ACLU, state of Kentucky file briefs in lawsuit challenging law banning dismemberment abortions

By Dave Andrusko

Three weeks ago, NRL News Today reported that the state of Kentucky and the ACLU had agreed to a joint consent order the effect of which was that state officials agreed to take no action to enforce House Bill 454 pending a ruling on the ACLU’s request for a preliminary injunction. When Gov. Matt Bevin signed HB 454, Kentucky became the ninth state to ban the vicious and gruesome practice of dismemberment abortion.

A June 5 hearing is set before U.S. District Judge Joseph McKinley Jr. Both sides are filing their briefs this week which led to several stories on Wednesday.
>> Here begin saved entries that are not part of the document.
//! Function-pointer finite state machine engine.
//!
//! Classic embedded FSM pattern in Rust:
//!
//! ```text
//! ┌──────────────────────────────────────────────────────────┐
//! │  StateTable                                              │
//! │  ┌─────────┬───────────┬──────────┬───────────────────┐  │
//! │  │ StateId │ on_enter  │ on_exit  │ on_update         │  │
//! │  ├─────────┼───────────┼──────────┼───────────────────┤  │
//! │  │ Off     │ fn(ctx)   │    -     │ fn(ctx)->Option<> │  │
//! │  │ Monitor │ fn(ctx)   │    -     │ fn(ctx)->Option<> │  │
//! │  │ Panic   │ fn(ctx)   │ fn(ctx)  │ fn(ctx)->Option<> │  │
//! │  └─────────┴───────────┴──────────┴───────────────────┘  │
//! └──────────────────────────────────────────────────────────┘
//! ```
//!
//! Each tick the engine samples the timer into the context and calls
//! `on_update` for the **current** state.  If it returns `Some(next_id)`
//! the engine transitions.  Every transition resets the timer: the
//! elapsed-time reference moves only through [`Fsm::transition_to`] (and
//! the explicit Monitor re-arm, [`Fsm::rearm`]).

pub mod context;
pub mod states;

use context::FsmContext;
use log::info;
use serde::Serialize;

use crate::app::ports::TimerPort;
use crate::config::AlarmConfig;

// ---------------------------------------------------------------------------
// State identity
// ---------------------------------------------------------------------------

/// Enumeration of all possible controller states.
/// Must stay in sync with the state table built in [`states::build_state_table`].
#[derive(Debug, Clone, Copy, PartialEq, Eq, Hash, Serialize)]
#[repr(u8)]
pub enum StateId {
    Off = 0,
    Monitor = 1,
    Panic = 2,
}

impl StateId {
    /// Total number of states, used to size the table array.
    pub const COUNT: usize = 3;

    /// Convert a table index back to `StateId`.  Out-of-range indices
    /// assert in debug builds and fall back to `Panic` in release.
    pub fn from_index(idx: usize) -> Self {
        match idx {
            0 => Self::Off,
            1 => Self::Monitor,
            2 => Self::Panic,
            _ => {
                debug_assert!(false, "invalid state index: {idx}");
                Self::Panic
            }
        }
    }
}

/// Sub-phase of the Panic state, derived from time spent in Panic.
#[derive(Debug, Clone, Copy, PartialEq, Eq, Serialize)]
pub enum PanicPhase {
    /// Indicator and buzzer blink; relay released.
    Alarm,
    /// Indicator on, buzzer off, relay engaged.
    Lockdown,
}

impl PanicPhase {
    pub fn at(elapsed_units: u64, config: &AlarmConfig) -> Self {
        if elapsed_units < u64::from(config.alarm_duration_units) {
            Self::Alarm
        } else {
            Self::Lockdown
        }
    }
}

// ---------------------------------------------------------------------------
// Function-pointer type aliases
// ---------------------------------------------------------------------------

/// Signature for `on_enter` and `on_exit` actions.
/// These run exactly once on each state transition.
pub type StateActionFn = fn(&mut FsmContext);

/// Signature for the per-tick update handler.
/// Returns `Some(next)` to trigger a transition, or `None` to stay.
pub type StateUpdateFn = fn(&mut FsmContext) -> Option<StateId>;

// ---------------------------------------------------------------------------
// State descriptor (one row in the table)
// ---------------------------------------------------------------------------

/// Static descriptor for a single FSM state.
/// Stored in a fixed-size array: no heap, no `dyn`.
pub struct StateDescriptor {
    pub id: StateId,
    pub name: &'static str,
    pub on_enter: Option<StateActionFn>,
    pub on_exit: Option<StateActionFn>,
    pub on_update: StateUpdateFn,
}

// ---------------------------------------------------------------------------
// FSM engine
// ---------------------------------------------------------------------------

/// The finite state machine engine.
///
/// Owns the state table; the mutable [`FsmContext`] and the timer are
/// threaded through every call by the owner.
pub struct Fsm {
    /// Fixed-size table indexed by `StateId as usize`.
    table: [StateDescriptor; StateId::COUNT],
    /// Index of the currently active state.
    current: usize,
}

impl Fsm {
    /// Construct a new FSM with the given state table, starting in `initial`.
    pub fn new(table: [StateDescriptor; StateId::COUNT], initial: StateId) -> Self {
        Self {
            table,
            current: initial as usize,
        }
    }

    /// Start the timer and run the initial `on_enter` for the starting state.
    /// Call once after construction, before the first `tick()`.
    pub fn start(&mut self, ctx: &mut FsmContext, timer: &mut impl TimerPort) {
        info!("FSM starting in state: {}", self.table[self.current].name);
        timer.reset();
        ctx.elapsed_ms = 0;
        if let Some(enter) = self.table[self.current].on_enter {
            enter(ctx);
        }
    }

    /// Run the current state's output pattern once.
    ///
    /// 1. Sample the timer into `ctx.elapsed_ms`.
    /// 2. Call `on_update` for the current state.
    /// 3. If it returns `Some(next)`, transition (which resets the timer).
    ///
    /// Returns the state transitioned to, if any.
    pub fn tick(&mut self, ctx: &mut FsmContext, timer: &mut impl TimerPort) -> Option<StateId> {
        ctx.elapsed_ms = timer.elapsed_ms();

        let next = (self.table[self.current].on_update)(ctx);

        if let Some(next_id) = next {
            self.transition_to(next_id, ctx, timer);
        }
        next
    }

    /// Switch to `next` and reset the elapsed-time reference.
    ///
    /// Always runs `on_exit` / `on_enter`, also when `next` is the current
    /// state: re-entering Panic restarts the alarm phase.  The panic lock
    /// is left alone; callers manage it around the transition.
    pub fn transition_to(
        &mut self,
        next: StateId,
        ctx: &mut FsmContext,
        timer: &mut impl TimerPort,
    ) {
        let next_idx = next as usize;

        info!(
            "FSM transition: {} -> {}",
            self.table[self.current].name, self.table[next_idx].name
        );

        if let Some(exit) = self.table[self.current].on_exit {
            exit(ctx);
        }

        self.current = next_idx;
        timer.reset();
        ctx.elapsed_ms = 0;

        if let Some(enter) = self.table[self.current].on_enter {
            enter(ctx);
        }
    }

    /// Reset the elapsed-time reference without leaving the current state.
    /// Used to re-arm Monitor without disturbing the outputs.
    pub fn rearm(&mut self, ctx: &mut FsmContext, timer: &mut impl TimerPort) {
        info!("FSM re-arm: {}", self.table[self.current].name);
        timer.reset();
        ctx.elapsed_ms = 0;
    }

    /// The current state's identity.
    pub fn current_state(&self) -> StateId {
        StateId::from_index(self.current)
    }

    /// Human-readable name of the current state.
    pub fn current_name(&self) -> &'static str {
        self.table[self.current].name
    }

    /// Panic sub-phase as of the last timer sample, `None` outside Panic.
    pub fn panic_phase(&self, ctx: &FsmContext) -> Option<PanicPhase> {
        (self.current_state() == StateId::Panic)
            .then(|| PanicPhase::at(ctx.elapsed_units(), &ctx.config))
    }
}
Reporting for Spectrum News, Michon Lindstrom wrote that the state of Kentucky’s brief

argues that if the bill does not go into effect, unborn children will continue to die in a gruesome way through a practice that “would be punishable as a crime were the subject an animal rather than an unborn human.” The brief goes on to say that HB 454 is in the best interest of the state because it protects the dignity of the unborn and ensures doctors’ ethics remain intact.

“This gruesome procedure, which rips apart a live, unborn child, is antithetical to everything that we stand for as a civilized society,” said Steve Pitt, Gov. Bevin’s general counsel. “H.B. 454 recognizes the dignity of human life and provides an alternative method for performing dilation and evacuation (D&E) abortions that does not subject the unborn to the torture and agony of being dismembered while alive.”

The ACLU countered, according to Bruce Schreiner of the Associated Press that HB454 would mean “extinguished access” for women seeking abortions in the second trimester.

The ACLU has called dismemberment abortions “safe and medically proven.”

In a dismemberment abortion, a living unborn baby is pulled out of her mother’s womb, a piece at a time. The abortionist uses clamps, grasping forceps, tongs, scissors or similar instruments that, “through the convergence of two rigid levers, slice, crush, and /or grasp a portion of the unborn child’s body to cut or rip it off.”

Darcy Costello of the Louisville Courier Journal reported previously that Elizabeth Kuhn, a spokeswoman for Gov. Bevin, said that the lawsuit was not surprising but was disturbing,

“Kentucky’s elected representatives voted overwhelmingly this session to safeguard unborn children against the gruesome practice of live dismemberment abortion,” Kuhn wrote in an email. “Few issues should be as commonsense as protecting the most vulnerable among us from the horrific act of being torn from limb to limb while still alive.”

Eight states had already passed bans on dismemberment abortions: Kansas (2015); Oklahoma (2015); West Virginia (2016); Mississippi (2016); Alabama (2016); Louisiana (2016); Arkansas (2017); and Texas (2017).